* DATA PROVIDED
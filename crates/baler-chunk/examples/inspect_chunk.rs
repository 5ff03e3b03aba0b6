use bytes::Bytes;

use baler_chunk::{
    ChunkDecoder, CompressionKind, EncoderOptions, FieldPath, FieldProjection, TransposeEncoder,
};

/// Build a transposed chunk, then decode it twice: once in full, once
/// with a projection keeping only field 1.
fn main() -> Result<(), Box<dyn std::error::Error>> {
    let args: Vec<String> = std::env::args().collect();
    let count: u64 = args.get(1).and_then(|s| s.parse().ok()).unwrap_or(5);

    let mut encoder = TransposeEncoder::new(EncoderOptions {
        compression: CompressionKind::Zstd,
        ..Default::default()
    });
    for i in 0..count {
        // {1: i, 2: "event-i"}
        let mut record = vec![0x08, i as u8];
        let text = format!("event-{}", i);
        record.push(0x12);
        record.push(text.len() as u8);
        record.extend_from_slice(text.as_bytes());
        encoder.add_record(Bytes::from(record))?;
    }
    let chunk = encoder.encode()?;

    println!(
        "chunk: type={:?} records={} decoded={}B payload={}B",
        chunk.header.chunk_type,
        chunk.header.num_records,
        chunk.header.decoded_data_size,
        chunk.header.data_size,
    );

    for (label, projection) in [
        ("full", FieldProjection::all()),
        ("field 1 only", FieldProjection::new([FieldPath::from([1])])),
    ] {
        let mut decoder = ChunkDecoder::new(projection);
        if !decoder.reset(&chunk) {
            eprintln!("decode failed: {}", decoder.message());
            std::process::exit(1);
        }

        println!("\n── decode ({}) ──", label);
        let mut record = Bytes::new();
        let mut index = 0u64;
        while decoder.read_record(&mut record) {
            println!("  record #{}: {} bytes {:02x?}", index, record.len(), record.as_ref());
            index += 1;
        }
        if !decoder.healthy() {
            eprintln!("read failed: {}", decoder.message());
            std::process::exit(1);
        }
    }

    Ok(())
}
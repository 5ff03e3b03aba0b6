//! Error Types for Baler
//!
//! This module defines the error type shared by all baler crates.
//!
//! ## Error Categories
//!
//! ### Structural Errors
//! - `InvalidChunk`: malformed chunk payload (bad section, bad counts,
//!   truncation, trailing bytes)
//! - `UnknownChunkType`: a chunk carries records but an unrecognized tag
//! - `TooManyRecords` / `ChunkTooLarge`: header exceeds the decoder caps
//! - `InvalidVarint` / `UnexpectedEof` / `TrailingData`: low-level framing
//!
//! ### Compression Errors
//! - `InvalidCompression`: unknown compression-kind byte
//! - `Compression` / `Decompression`: codec failure (likely corruption)
//!
//! ### Record Errors
//! - `InvalidRecord`: a single record's payload failed the injected
//!   parser. This is the only *recoverable* kind: the chunk decoder can
//!   skip the record and continue.
//!
//! ### Arithmetic
//! - `Overflow`: a size accumulation exceeded `u64`
//!
//! ## Usage
//! All fallible functions return `Result<T>`, aliased to
//! `Result<T, Error>`, so `?` propagation works throughout.

use thiserror::Error;

pub type Result<T> = std::result::Result<T, Error>;

#[derive(Debug, Error)]
pub enum Error {
    #[error("IO error: {0}")]
    Io(#[from] std::io::Error),

    #[error("Invalid chunk: {0}")]
    InvalidChunk(String),

    #[error("Unknown chunk type: {0:#04x}")]
    UnknownChunkType(u8),

    #[error("Too many records: {0}")]
    TooManyRecords(u64),

    #[error("Chunk too large: decoded data size {0}")]
    ChunkTooLarge(u64),

    #[error("Invalid compression type: {0:#04x}")]
    InvalidCompression(u8),

    #[error("Compression error: {0}")]
    Compression(String),

    #[error("Decompression error: {0}")]
    Decompression(String),

    #[error("Invalid varint: {0}")]
    InvalidVarint(&'static str),

    #[error("Unexpected end of data: needed {needed} bytes, {remaining} remaining")]
    UnexpectedEof { needed: u64, remaining: u64 },

    #[error("Trailing data: {0} bytes left after decoding")]
    TrailingData(u64),

    #[error("Invalid record: {0}")]
    InvalidRecord(String),

    #[error("Arithmetic overflow in {0}")]
    Overflow(&'static str),
}

impl Error {
    /// Whether this error is local to a single record.
    ///
    /// Record-local errors leave the chunk decoder in a recoverable state;
    /// everything else poisons it until the next reset.
    pub fn is_record_local(&self) -> bool {
        matches!(self, Error::InvalidRecord(_))
    }
}
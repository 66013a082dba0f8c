//! gazetrail main entrypoint.

use gazetrail::run;
use gazetrail::ui::messages::error;

fn main() {
    if let Err(e) = run() {
        error(format!("Error: {e}"));
        std::process::exit(1);
    }
}
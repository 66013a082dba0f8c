//! Detection and linear interpolation of runs of missing gaze samples.

use crate::models::CleanedSample;

/// A maximal run of samples whose `x` is missing.
///
/// `before` is the last valid index preceding the run, `after` the first
/// valid index following it. A leading run has no `before`, a trailing run
/// has no `after`.
#[derive(Debug, Clone, Copy, PartialEq, Eq)]
pub struct Gap {
    pub start: usize,
    pub len: usize,
    pub before: Option<usize>,
    pub after: Option<usize>,
}

impl Gap {
    pub fn is_leading(&self) -> bool {
        self.before.is_none()
    }

    pub fn is_trailing(&self) -> bool {
        self.after.is_none()
    }

    pub fn is_interior(&self) -> bool {
        !self.is_leading() && !self.is_trailing()
    }
}

/// Single pass over the sequence, in index order.
pub fn find_gaps(samples: &[CleanedSample]) -> Vec<Gap> {
    let mut gaps = Vec::new();
    let mut open: Option<usize> = None;

    for (index, sample) in samples.iter().enumerate() {
        match (sample.is_missing(), open) {
            (true, None) => open = Some(index),
            (false, Some(start)) => {
                gaps.push(Gap {
                    start,
                    len: index - start,
                    before: start.checked_sub(1),
                    after: Some(index),
                });
                open = None;
            }
            _ => {}
        }
    }

    if let Some(start) = open {
        gaps.push(Gap {
            start,
            len: samples.len() - start,
            before: start.checked_sub(1),
            after: None,
        });
    }

    gaps
}

/// Values strictly between `start` and `end`, `steps - 1` of them:
/// `start + (end - start) * i / steps` for `i` in `1..steps`.
pub fn linear_interpolate(start: f64, end: f64, steps: usize) -> Vec<f64> {
    (1..steps)
        .map(|i| start + (end - start) * i as f64 / steps as f64)
        .collect()
}

/// Fill an interior gap in place. Values are truncated to whole pixels.
///
/// `y` is only filled when both of its endpoints are known; gap detection
/// does not look at `y`, so an endpoint can carry a missing `y`.
pub fn interpolate_gap(samples: &mut [CleanedSample], gap: &Gap) {
    let (Some(before), Some(after)) = (gap.before, gap.after) else {
        return;
    };
    let (Some(x0), Some(x1)) = (samples[before].x, samples[after].x) else {
        return;
    };
    let distance = after - before;

    let xs = linear_interpolate(x0 as f64, x1 as f64, distance);
    let ys = match (samples[before].y, samples[after].y) {
        (Some(y0), Some(y1)) => Some(linear_interpolate(y0 as f64, y1 as f64, distance)),
        _ => None,
    };

    for (j, x) in xs.iter().enumerate() {
        let row = &mut samples[before + 1 + j];
        row.x = Some(*x as i32);
        if let Some(ys) = &ys {
            row.y = Some(ys[j] as i32);
        }
    }
}
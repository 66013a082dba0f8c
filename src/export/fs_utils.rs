// src/export/fs_utils.rs

use crate::errors::AppResult;
use crate::ui::messages::warning;
use std::fs;
use std::io::{self, Write};
use std::path::Path;

/// Ask the user for a yes/no confirmation. Anything but y/yes is a no.
pub fn confirm(question: &str) -> AppResult<bool> {
    warning(question);

    print!("Continue? [y/N]: ");
    io::stdout().flush().ok();

    let mut answer = String::new();
    io::stdin().read_line(&mut answer)?;
    let ans = answer.trim().to_ascii_lowercase();

    Ok(ans == "y" || ans == "yes")
}

/// Try to move a file from `from` to `to`.
/// - If source does not exist → no-op, returns false
/// - Otherwise, try `rename`, on failure → `copy` + remove original.
///
/// An existing target is replaced.
pub fn move_or_copy(from: &Path, to: &Path) -> io::Result<bool> {
    if !from.exists() {
        return Ok(false);
    }

    if fs::rename(from, to).is_err() {
        fs::copy(from, to)?;
        let _ = fs::remove_file(from);
    }

    Ok(true)
}
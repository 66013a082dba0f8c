use crate::cli::parser::Commands;
use crate::config::Config;
use crate::core::clean::CleanLogic;
use crate::errors::AppResult;
use crate::export::confirm;
use crate::ui::messages::{info, success};
use crate::utils::path::ParticipantLayout;

pub fn handle(cmd: &Commands, cfg: &Config) -> AppResult<()> {
    if let Commands::Clean {
        participant,
        all,
        force,
    } = cmd
    {
        let layout = ParticipantLayout::new(&cfg.data_path(), participant)?;

        if *all {
            let question = format!(
                "This deletes {} including raw recordings.",
                layout.root.display()
            );
            if !*force && !confirm(&question)? {
                info("Nothing deleted.");
                return Ok(());
            }
            if CleanLogic::clean_all(&layout)? {
                success(format!("Removed all data of {participant}"));
            } else {
                info(format!("No data directory for {participant}"));
            }
            return Ok(());
        }

        let count = CleanLogic::clean_processed(&layout)?;
        success(format!("Removed {count} processed file(s) of {participant}"));
    }
    Ok(())
}
use chrono::{DateTime, Utc};

/// A screen capture found on disk; the capture time comes from its file name.
#[derive(Debug, Clone, PartialEq, Eq)]
pub struct Screenshot {
    pub filename: String,
    pub captured_at: DateTime<Utc>,
}
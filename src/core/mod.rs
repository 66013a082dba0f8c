pub mod batch;
pub mod calculator;
pub mod clean;
pub mod config;
pub mod match_posts;
pub mod matcher;
pub mod process;
pub mod reconstruct;
pub mod recording;
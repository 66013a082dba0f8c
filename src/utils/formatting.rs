//! Formatting utilities used for CLI summaries.

pub fn bold(s: &str) -> String {
    format!("\x1b[1m{}\x1b[0m", s)
}

pub fn pad_right(s: &str, width: usize) -> String {
    format!("{:<width$}", s, width = width)
}

/// "3/4" style counter.
pub fn ratio(done: usize, total: usize) -> String {
    format!("{done}/{total}")
}
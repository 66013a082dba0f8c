use crate::cli::parser::Commands;
use crate::config::Config;
use crate::core::match_posts::MatchLogic;
use crate::errors::AppResult;
use crate::ui::messages::detail;
use crate::utils::path::ParticipantLayout;

pub fn handle(cmd: &Commands, cfg: &Config) -> AppResult<()> {
    if let Commands::Match { participant } = cmd {
        let layout = ParticipantLayout::new(&cfg.data_path(), participant)?;
        let summary =
            MatchLogic::match_from_file(&layout).map_err(|e| e.for_participant(participant))?;
        detail(format!(
            "{} of {} post(s) matched, {} screenshot(s) paired",
            summary.segments, summary.posts, summary.screenshots
        ));
    }
    Ok(())
}
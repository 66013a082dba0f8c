pub mod colors;
pub mod formatting;
pub mod logging;
pub mod path;
pub mod time;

* TASK
Throughout the listing above, how many lines hold the word "args"? Answer with only the number.

* ANSWER TO THIS PROBLEM
2